Forgive the word I shall use next but
F**k truth,
Doesn’t it hurt your gut
when a dude with a B.Sced tie and
a suit of almost good English
pleads you for a note in naira, 20?

PS- GROW A CONSCIENCE















With books in my skull
I thought I knew
And understood

I saw Him.
No, Him and thin Him
And understood I never understood.

What does he see with his face to the Sun?
Does he see light like leaves,
in harmattan, hovering and falling to the floors?
Or, does he see light as nothing but
dripping black ink?

When he hears me speak with my baritone
thick like flood crashing down a waterfall,
does he think me well-fed like a Senator’s belly
or, does he see me for what I am-
frustrated, yet testosteroned;
insecure, but cackling;
broom thin with an Adam’s apple
the size of a baby’s head.
Does he see that?

What does he see?
What does he think?
Does he fantasize as I do
about supple, sleekly glossed lips?
Does he see jeaned, feminine bums with his ears
as they scratch-scratch their way in synchrony with their swinging gait?

Do blind men have wet dreams?
They do? What do they SEE when their volcano exudes?-
Dark, doughy, rotund thighs or
Clinking, clanking coins falling into his bowl in staccato?

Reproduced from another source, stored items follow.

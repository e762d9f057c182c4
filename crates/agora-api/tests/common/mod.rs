#![allow(dead_code)]

use std::sync::Arc;

use axum::Router;
use axum::body::Body;
use axum::http::{Method, Request, StatusCode, header};
use http_body_util::BodyExt;
use serde_json::{Value, json};
use tempfile::TempDir;
use tower::ServiceExt;

use agora_api::mailer::RecordingMailer;
use agora_api::{AppStateInner, router};
use agora_db::Database;

pub const PASSWORD: &str = "secret-pass";

pub struct TestApp {
    pub app: Router,
    pub mailer: Arc<RecordingMailer>,
    pub uploads: TempDir,
}

/// A registered, confirmed and logged-in user.
pub struct Session {
    pub id: i64,
    pub token: String,
}

impl TestApp {
    pub fn new() -> Self {
        let uploads = tempfile::tempdir().unwrap();
        let mailer = Arc::new(RecordingMailer::default());
        let state = Arc::new(AppStateInner {
            db: Database::open_in_memory().unwrap(),
            jwt_secret: "test-secret".into(),
            uploads_dir: uploads.path().to_path_buf(),
            api_base: "http://localhost:3000".into(),
            frontend_host: "http://localhost:8080".into(),
            mailer: mailer.clone(),
        });
        Self {
            app: router(state),
            mailer,
            uploads,
        }
    }

    pub async fn request(
        &self,
        method: Method,
        uri: &str,
        token: Option<&str>,
        body: Option<Value>,
    ) -> (StatusCode, Value) {
        let mut builder = Request::builder().method(method).uri(uri);
        if let Some(token) = token {
            builder = builder.header(header::AUTHORIZATION, format!("Bearer {token}"));
        }
        let body = match body {
            Some(json) => {
                builder = builder.header(header::CONTENT_TYPE, "application/json");
                Body::from(json.to_string())
            }
            None => Body::empty(),
        };
        self.send(builder.body(body).unwrap()).await
    }

    pub async fn send(&self, req: Request<Body>) -> (StatusCode, Value) {
        let response = self.app.clone().oneshot(req).await.unwrap();
        let status = response.status();
        let bytes = response.into_body().collect().await.unwrap().to_bytes();
        let value = if bytes.is_empty() {
            Value::Null
        } else {
            serde_json::from_slice(&bytes).unwrap_or_else(|_| {
                Value::String(String::from_utf8_lossy(&bytes).into_owned())
            })
        };
        (status, value)
    }

    pub async fn get(&self, uri: &str, token: &str) -> (StatusCode, Value) {
        self.request(Method::GET, uri, Some(token), None).await
    }

    pub async fn post(&self, uri: &str, token: &str, body: Value) -> (StatusCode, Value) {
        self.request(Method::POST, uri, Some(token), Some(body)).await
    }

    pub async fn put(&self, uri: &str, token: &str, body: Value) -> (StatusCode, Value) {
        self.request(Method::PUT, uri, Some(token), Some(body)).await
    }

    pub async fn delete(&self, uri: &str, token: &str) -> (StatusCode, Value) {
        self.request(Method::DELETE, uri, Some(token), None).await
    }

    pub async fn register(&self, email: &str) -> (StatusCode, Value) {
        self.request(
            Method::POST,
            "/register",
            None,
            Some(json!({
                "email": email,
                "password": PASSWORD,
                "firstName": "Test",
                "lastName": "User"
            })),
        )
        .await
    }

    /// Key from the last confirmation or recovery mail sent to `email`.
    pub fn mailed_key(&self, email: &str) -> String {
        let link = self.mailer.last_link_for(email).expect("no mail sent");
        link.rsplit('/').next().unwrap().to_string()
    }

    pub async fn login(&self, email: &str, password: &str) -> (StatusCode, Value) {
        self.request(
            Method::POST,
            "/login",
            None,
            Some(json!({ "email": email, "password": password })),
        )
        .await
    }

    /// Register, confirm through the mailed link, and log in.
    pub async fn signup(&self, email: &str) -> Session {
        let (status, _) = self.register(email).await;
        assert_eq!(status, StatusCode::OK);

        let key = self.mailed_key(email);
        let (status, _) = self
            .request(Method::GET, &format!("/confirm/{key}"), None, None)
            .await;
        assert_eq!(status, StatusCode::OK);

        let (status, body) = self.login(email, PASSWORD).await;
        assert_eq!(status, StatusCode::OK, "{body}");
        Session {
            id: body["user"]["id"].as_i64().unwrap(),
            token: body["token"].as_str().unwrap().to_string(),
        }
    }

    pub async fn create_channel(&self, owner: &Session, tag: &str) -> String {
        let (status, body) = self
            .post("/channel", &owner.token, json!({ "name": tag, "tag": tag }))
            .await;
        assert_eq!(status, StatusCode::CREATED, "{body}");
        body["id"].as_str().unwrap().to_string()
    }

    pub async fn create_post(&self, owner: &Session, title: &str) -> i64 {
        let (status, body) = self
            .post(
                "/post",
                &owner.token,
                json!({ "title": title, "body": "Some body text" }),
            )
            .await;
        assert_eq!(status, StatusCode::CREATED, "{body}");
        body["id"].as_i64().unwrap()
    }
}
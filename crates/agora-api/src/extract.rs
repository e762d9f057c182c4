//! `Json` and `Query` extractors whose rejections render as `ApiError`.

use axum::extract::rejection::{JsonRejection, QueryRejection};
use axum::extract::{FromRequest, FromRequestParts};
use axum::response::{IntoResponse, Response};

use crate::error::{ApiError, FieldError};

/// JSON body extractor and response. Deserialization failures become a
/// 400 field list instead of axum's plain-text rejection.
#[derive(Debug, Clone, Copy, Default, FromRequest)]
#[from_request(via(axum::Json), rejection(ApiError))]
pub struct Json<T>(pub T);

impl<T> IntoResponse for Json<T>
where
    axum::Json<T>: IntoResponse,
{
    fn into_response(self) -> Response {
        axum::Json(self.0).into_response()
    }
}

#[derive(Debug, Clone, Copy, Default, FromRequestParts)]
#[from_request(via(axum::extract::Query), rejection(ApiError))]
pub struct Query<T>(pub T);

impl From<JsonRejection> for ApiError {
    fn from(rejection: JsonRejection) -> Self {
        match rejection {
            JsonRejection::JsonDataError(e) => {
                Self::Validation(vec![serde_field_error(&e.body_text(), "body")])
            }
            JsonRejection::JsonSyntaxError(_) => {
                Self::Validation(vec![FieldError::new("body", "Malformed JSON body")])
            }
            JsonRejection::MissingJsonContentType(_) => Self::Validation(vec![FieldError::new(
                "body",
                "Please send a JSON body",
            )]),
            other => Self::bad_request(other.body_text()),
        }
    }
}

impl From<QueryRejection> for ApiError {
    fn from(rejection: QueryRejection) -> Self {
        Self::Validation(vec![serde_field_error(&rejection.body_text(), "query")])
    }
}

/// Turns a serde failure message into a `{path, message}` entry.
///
/// Handles the three shapes serde produces: `missing field `x``,
/// `unknown field `x``, and `x: <reason>` from a path-tracking deserializer.
/// Anything else is attributed to `fallback`.
fn serde_field_error(text: &str, fallback: &str) -> FieldError {
    // "Failed to deserialize ...: <detail>"
    let detail = text.split_once(": ").map_or(text, |(_, rest)| rest);

    if let Some(field) = quoted_after(detail, "missing field `") {
        return FieldError::new(field, format!("Please provide {field}"));
    }
    if let Some(field) = quoted_after(detail, "unknown field `") {
        return FieldError::new(field, format!("Unknown field {field}"));
    }

    let reason = strip_position(detail);
    match reason.split_once(": ") {
        Some((path, rest)) if !path.is_empty() && !path.contains(char::is_whitespace) => {
            FieldError::new(path, strip_position(rest))
        }
        _ => FieldError::new(fallback, reason),
    }
}

fn quoted_after<'a>(text: &'a str, marker: &str) -> Option<&'a str> {
    let start = text.find(marker)? + marker.len();
    let len = text[start..].find('`')?;
    Some(&text[start..start + len])
}

fn strip_position(text: &str) -> &str {
    text.rfind(" at line ").map_or(text, |i| &text[..i])
}

#[cfg(test)]
mod tests {
    use super::serde_field_error;

    #[test]
    fn missing_field_names_the_field() {
        let err = serde_field_error(
            "Failed to deserialize the JSON body into the target type: \
             missing field `password` at line 1 column 22",
            "body",
        );
        assert_eq!(err.path, "password");
        assert_eq!(err.message, "Please provide password");
    }

    #[test]
    fn unknown_field_names_the_field() {
        let err = serde_field_error(
            "Failed to deserialize the JSON body into the target type: \
             unknown field `role`, expected one of `email`, `password` at line 1 column 8",
            "body",
        );
        assert_eq!(err.path, "role");
    }

    #[test]
    fn path_prefix_becomes_the_path() {
        let err = serde_field_error(
            "Failed to deserialize the JSON body into the target type: \
             email: invalid type: integer `1`, expected a string at line 1 column 10",
            "body",
        );
        assert_eq!(err.path, "email");
        assert_eq!(err.message, "invalid type: integer `1`, expected a string");

        let err = serde_field_error(
            "Failed to deserialize query string: limit: invalid digit found in string",
            "query",
        );
        assert_eq!(err.path, "limit");
        assert_eq!(err.message, "invalid digit found in string");
    }

    #[test]
    fn unattributed_errors_use_the_fallback() {
        let err = serde_field_error(
            "Failed to deserialize query string: invalid digit found in string",
            "query",
        );
        assert_eq!(err.path, "query");
        assert_eq!(err.message, "invalid digit found in string");
    }
}
use std::borrow::Cow;

use chrono::NaiveDate;
use serde::{Deserialize, Serialize};
use validator::{Validate, ValidationError};

use crate::models::User;

// -- JWT Claims --

/// Bearer token payload. `sub` is the user id in decimal form.
#[derive(Debug, Clone, Serialize, Deserialize)]
pub struct Claims {
    pub sub: String,
    pub exp: usize,
}

impl Claims {
    pub fn user_id(&self) -> Option<i64> {
        self.sub.parse().ok()
    }
}

// -- Auth --

#[derive(Debug, Deserialize, Validate)]
#[serde(rename_all = "camelCase", deny_unknown_fields)]
pub struct RegisterRequest {
    #[validate(
        length(min = 3, max = 255, message = "Email must be at least 3 characters"),
        email(message = "Email must be a valid email")
    )]
    pub email: String,
    #[validate(length(min = 6, max = 255, message = "Password must be at least 6 characters"))]
    pub password: String,
    #[validate(length(min = 3, max = 100, message = "Name must be at least 3 characters"))]
    pub first_name: String,
    #[validate(length(min = 3, max = 100, message = "Last name must be at least 3 characters"))]
    pub last_name: String,
    pub date_of_birth: Option<NaiveDate>,
}

#[derive(Debug, Deserialize, Validate)]
#[serde(deny_unknown_fields)]
pub struct LoginRequest {
    #[validate(email(message = "Email must be a valid email"))]
    pub email: String,
    #[validate(length(min = 6, max = 255, message = "Password must be at least 6 characters"))]
    pub password: String,
}

#[derive(Debug, Serialize, Deserialize)]
pub struct LoginResponse {
    pub user: User,
    pub token: String,
}

/// Body of `POST /change-password` and `POST /confirm`.
#[derive(Debug, Deserialize, Validate)]
#[serde(deny_unknown_fields)]
pub struct EmailRequest {
    #[validate(email(message = "Email must be a valid email"))]
    pub email: String,
}

#[derive(Debug, Deserialize, Validate)]
#[serde(deny_unknown_fields)]
pub struct NewPasswordRequest {
    #[validate(length(min = 6, max = 255, message = "Password must be at least 6 characters"))]
    pub password: String,
}

// -- Users --

#[derive(Debug, Default, Deserialize, Validate)]
#[serde(rename_all = "camelCase", deny_unknown_fields)]
pub struct UpdateUserRequest {
    #[validate(length(min = 3, max = 100, message = "Name must be at least 3 characters"))]
    pub first_name: Option<String>,
    #[validate(length(min = 3, max = 100, message = "Last name must be at least 3 characters"))]
    pub last_name: Option<String>,
    pub date_of_birth: Option<NaiveDate>,
    #[validate(length(max = 2000))]
    pub about: Option<String>,
    #[validate(length(max = 200))]
    pub image_url: Option<String>,
    /// Replaces the user's interests when present.
    pub category_ids: Option<Vec<i64>>,
}

// -- Channels --

#[derive(Debug, Deserialize, Validate)]
#[serde(rename_all = "camelCase", deny_unknown_fields)]
pub struct CreateChannelRequest {
    #[validate(length(min = 1, max = 100, message = "Please specify a name"))]
    pub name: String,
    #[validate(
        length(min = 1, max = 100, message = "Please create a tag for your channel"),
        custom(function = "no_whitespace")
    )]
    pub tag: String,
    pub is_private: Option<bool>,
    #[serde(default)]
    pub category_ids: Vec<i64>,
}

impl CreateChannelRequest {
    /// Strips surrounding whitespace so length rules see the stored value.
    pub fn trimmed(self) -> Self {
        Self {
            name: self.name.trim().to_string(),
            tag: self.tag.trim().to_string(),
            ..self
        }
    }
}

// -- Messages --

#[derive(Debug, Deserialize, Validate)]
#[serde(rename_all = "camelCase", deny_unknown_fields)]
pub struct SendMessageRequest {
    #[validate(custom(function = "not_blank"))]
    pub content: String,
    #[validate(length(max = 200))]
    pub image_url: Option<String>,
}

#[derive(Debug, Deserialize, Validate)]
#[serde(deny_unknown_fields)]
pub struct UpdateMessageRequest {
    #[validate(custom(function = "not_blank"))]
    pub content: String,
}

#[derive(Debug, Deserialize)]
#[serde(rename_all = "camelCase", deny_unknown_fields)]
pub struct DeleteMessagesRequest {
    #[serde(default)]
    pub message_ids: Vec<i64>,
}

// -- Posts --

#[derive(Debug, Deserialize, Validate)]
#[serde(rename_all = "camelCase", deny_unknown_fields)]
pub struct CreatePostRequest {
    #[validate(length(min = 3, max = 30))]
    pub title: String,
    #[validate(custom(function = "not_blank"))]
    pub body: String,
    #[validate(length(max = 200))]
    pub image_url: Option<String>,
    #[serde(default)]
    pub category_ids: Vec<i64>,
}

impl CreatePostRequest {
    pub fn trimmed(self) -> Self {
        Self {
            title: self.title.trim().to_string(),
            ..self
        }
    }
}

#[derive(Debug, Default, Deserialize, Validate)]
#[serde(rename_all = "camelCase", deny_unknown_fields)]
pub struct UpdatePostRequest {
    #[validate(length(min = 3, max = 30))]
    pub title: Option<String>,
    #[validate(custom(function = "not_blank"))]
    pub body: Option<String>,
    #[validate(length(max = 200))]
    pub image_url: Option<String>,
}

impl UpdatePostRequest {
    pub fn trimmed(self) -> Self {
        Self {
            title: self.title.map(|t| t.trim().to_string()),
            ..self
        }
    }
}

// -- Comments --

#[derive(Debug, Deserialize, Validate)]
#[serde(deny_unknown_fields)]
pub struct CommentRequest {
    #[validate(custom(function = "not_blank"))]
    pub content: String,
}

// -- Categories --

#[derive(Debug, Deserialize, Validate)]
#[serde(deny_unknown_fields)]
pub struct CreateCategoryRequest {
    #[validate(length(min = 1, max = 50))]
    pub name: String,
}

impl CreateCategoryRequest {
    pub fn trimmed(self) -> Self {
        Self {
            name: self.name.trim().to_string(),
        }
    }
}

// -- Generic responses --

/// `{ "message": "..." }` returned by mutations that have no entity to echo.
#[derive(Debug, Serialize, Deserialize)]
pub struct MessageBody {
    pub message: String,
}

impl MessageBody {
    pub fn new(message: impl Into<String>) -> Self {
        Self {
            message: message.into(),
        }
    }
}

#[derive(Debug, Serialize, Deserialize)]
pub struct CountResponse {
    pub count: i64,
}

#[derive(Debug, Serialize, Deserialize)]
#[serde(rename_all = "camelCase")]
pub struct ImageResponse {
    pub image_url: String,
}

// -- Custom field rules --

fn no_whitespace(value: &str) -> Result<(), ValidationError> {
    let value = value.trim();
    if value.is_empty() {
        return not_blank(value);
    }
    if value.chars().any(char::is_whitespace) {
        let mut err = ValidationError::new("whitespace");
        err.message = Some(Cow::Borrowed("Tag should not contain the spaces"));
        return Err(err);
    }
    Ok(())
}

fn not_blank(value: &str) -> Result<(), ValidationError> {
    if value.trim().is_empty() {
        let mut err = ValidationError::new("blank");
        err.message = Some(Cow::Borrowed("Must not be empty"));
        return Err(err);
    }
    Ok(())
}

Photo by a Nikon guru, Rauf Ayodeji Adeleke)

Saturday 1 October 2011

I am not Nigerian

I am not Nigerian,a dot on Europe's drawn map. My heart is. It is, because It represents the learned confusion of the Old, the corrupt survival of Mid-age and the frustrated promise of the young. That is who I am. That is whom my friends are. That is whom my siblings are.
Mish-mashed symbols of what the truth is. 'Truth is truth', I once was told. Sango is evil and the blonde man's God is good, is the truth the Brits told. I know now, 'Power is truth'; 'Money is respect'. Seek ye first the naira in bundles and every other thing shall be added unto thee. Yes, lips to kiss your butt; tongues to sing your praise; bowing heads and award plaques.
I am Nigerian,not as a member of a geographical entity but because my heart is. Because my heart has been taught pessimism and hope on the same side of the coin. My heart is so Nigerian that even when nothing works, I still support the Super Eagles. That's som'n, innit?